Не успело сердце, бухнув под горлом, погнать в виски следующую шумную волну, как в узком тоннеле перед глазом появился, пугая первобытной красотой, нервно жаждущий моей крови клинок. Он огляделся, нашел мой расширенный зрачок и вогнал в него острый блик, а затем нырнул вниз, волоча за собой руку второго подручного. На короткий миг она замерла неподвижно, давая себя рассмотреть: сквозь густые клочковатые заросли волос, отвратительно жестких и рыжих, проступила не оставляющая надежд на милосердие вязь наколок. Ослабев, я хотел глухо простонать, но мне повезло – воздуха в легких уже не было.
Прерывисто, не заботясь о шуме, втянул в себя жаркий, наполненный пересохшим столярным клеем воздух. Когда круги перед глазами улеглись, опять приладился к скважине, в глубине души надеясь, что самое страшное уже увидено.
Не-эт! Все предыдущее поблекло, когда я увидел предвкушающий оскал Сомосы. Ясно, абсолютно вне всяких сомнений понял, что смерть моя легкой не будет, и подавился еще одной волной ужаса.
– Нету, – с грустью констатировал Сомоса неожиданно глубоким баритоном. – Хан, стой здесь, а ты ко второму выходу – и слушай. Я на самый верх.
– А может…
– Нет.
– Сомоса, опасно.
Недокарлик грязно выругался и негромко согласился:
– Хорошо, проводи. Только брать живым. Надо выяснить, откуда про тайник узнал.
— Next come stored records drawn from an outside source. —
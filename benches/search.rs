//! Criterion benchmarks for IS-MCTS searches on Kuhn poker.

use criterion::{criterion_group, criterion_main, BenchmarkId, Criterion, Throughput};
use ismcts::evaluator::{RandomRolloutEvaluator, UniformEvaluator};
use ismcts::games::kuhn::KuhnState;
use ismcts::mcts::{ISMCTSConfig, ISMCTSSearch, WorldSamples};

fn search_bench(c: &mut Criterion) {
    let mut group = c.benchmark_group("Kuhn search");
    let state = KuhnState::with_cards(1, 2);

    for sims in [100u32, 1000] {
        group.throughput(Throughput::Elements(sims as u64));

        let config = ISMCTSConfig::default().with_simulations(sims);
        group.bench_with_input(BenchmarkId::new("uniform", sims), &config, |b, config| {
            let mut search = ISMCTSSearch::new(UniformEvaluator, config.clone());
            b.iter(|| std::hint::black_box(search.run_search(&state)));
        });

        group.bench_with_input(BenchmarkId::new("rollout", sims), &config, |b, config| {
            let mut search = ISMCTSSearch::new(RandomRolloutEvaluator::new(1), config.clone());
            b.iter(|| std::hint::black_box(search.run_search(&state)));
        });

        let bounded = config.clone().with_world_samples(WorldSamples::Bounded(8));
        group.bench_with_input(BenchmarkId::new("bounded_samples", sims), &bounded, |b, config| {
            let mut search = ISMCTSSearch::new(UniformEvaluator, config.clone());
            b.iter(|| std::hint::black_box(search.run_search(&state)));
        });
    }

    group.finish();
}

criterion_group!(benches, search_bench);
criterion_main!(benches);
Они ушли направо, к лестнице и куда-то вверх, а я остался в паре метров от Хана, пытаясь унять гулкие удары сердца и понять, что делать и где допустил ошибку.
Детская самонадеянность, бесшабашность – вот что это такое. Глупая вера, что все само собой сойдется. Опять забыл, что не вмонтированы еще тормоза в эти недозревшие мозги. Надо на будущее учесть… Если оно у меня будет. Если выберусь живым из логова «Хунты» – самой дерзкой банды Ленинграда этого периода, промышляющей грабежами и налетами на готовящихся к выезду евреев.
Скудные данные об этом объекте я насерфил из дедка-пенсионера. Остальные участники той драмы уже давно вовлечены в круговорот веществ в природе и сейчас распускаются по весне почками и зеленеют травкой. А старый оперативник даже треть века спустя сохранил восхищение хитроумностью тайника, который главарь «Хунты», Сомоса, самолично соорудил и долго использовал в своем загородном доме.
Мое внимание среди небольшого числа похожих тайников этот привлек именно качеством исполнения. Я предположил, что какой-то специальной охраны в отдельно стоящем особняке быть не должно.
Ее и не было. Я провисел на деревьях почти два часа, запоминая и перепроверяя положение занавесок на окнах, – за это время не дернулась ни одна. Когда я перелез через глухой двухметровый забор, во дворе было тихо и безлюдно. Поковырял отмычкой в замке, нащупал нужный рычажок и потянул – дверь беззвучно приоткрылась. Я скользнул в проем и прислушался. В доме царила мертвая тишина.
На всякий случай я прошелся по нему, прислушиваясь и изучая расположение, последнее меня чуть позже и спасло. Ни-ко-го.
Поднялся на чердак, к третьей слева массивной балке, и нащупал на стороне, обращенной к крыше, два чуть выступающих «сучка». Потянул за них в разные стороны, и, тихо щелкнув, почти полутораметровый участок древесины отошел вниз, обнажая выдолбленное нутро объемом с хороший чемодан.
Я посветил фонариком и тихо присвистнул. Натуральный сим-сим… Ну вот куда ему столько?
Ладно, ювелирка мне на фиг не нужна… Хм… А вот крупные бриллианты без оправы – это неплохая идея, богатство в очень высокой концентрации. Однокаратник хорошего качества, а это камешек с ноготь мизинца, сейчас должен стоить три – пять тысяч долларов. Очень удобно – на таможне не звенит и легко меняется на наличку в любой крупной столице без ненужного любопытства со стороны покупателя. Хотя сейчас металлодетекторов на границах еще нет, звенеть нечему…
Я высыпал поблескивающие гранями конусы на ладонь и пересчитал. Четырнадцать. Чистоту и наличие включений, конечно, сам не определю, но огранка качественная и размер хороший – от одного до двух, может, даже чуть больше, карат. За пяток таких камней можно весь этот огромный старый особняк купить.
В хозяйстве пригодятся, и я отправил их в пакет, а пакет – в карман.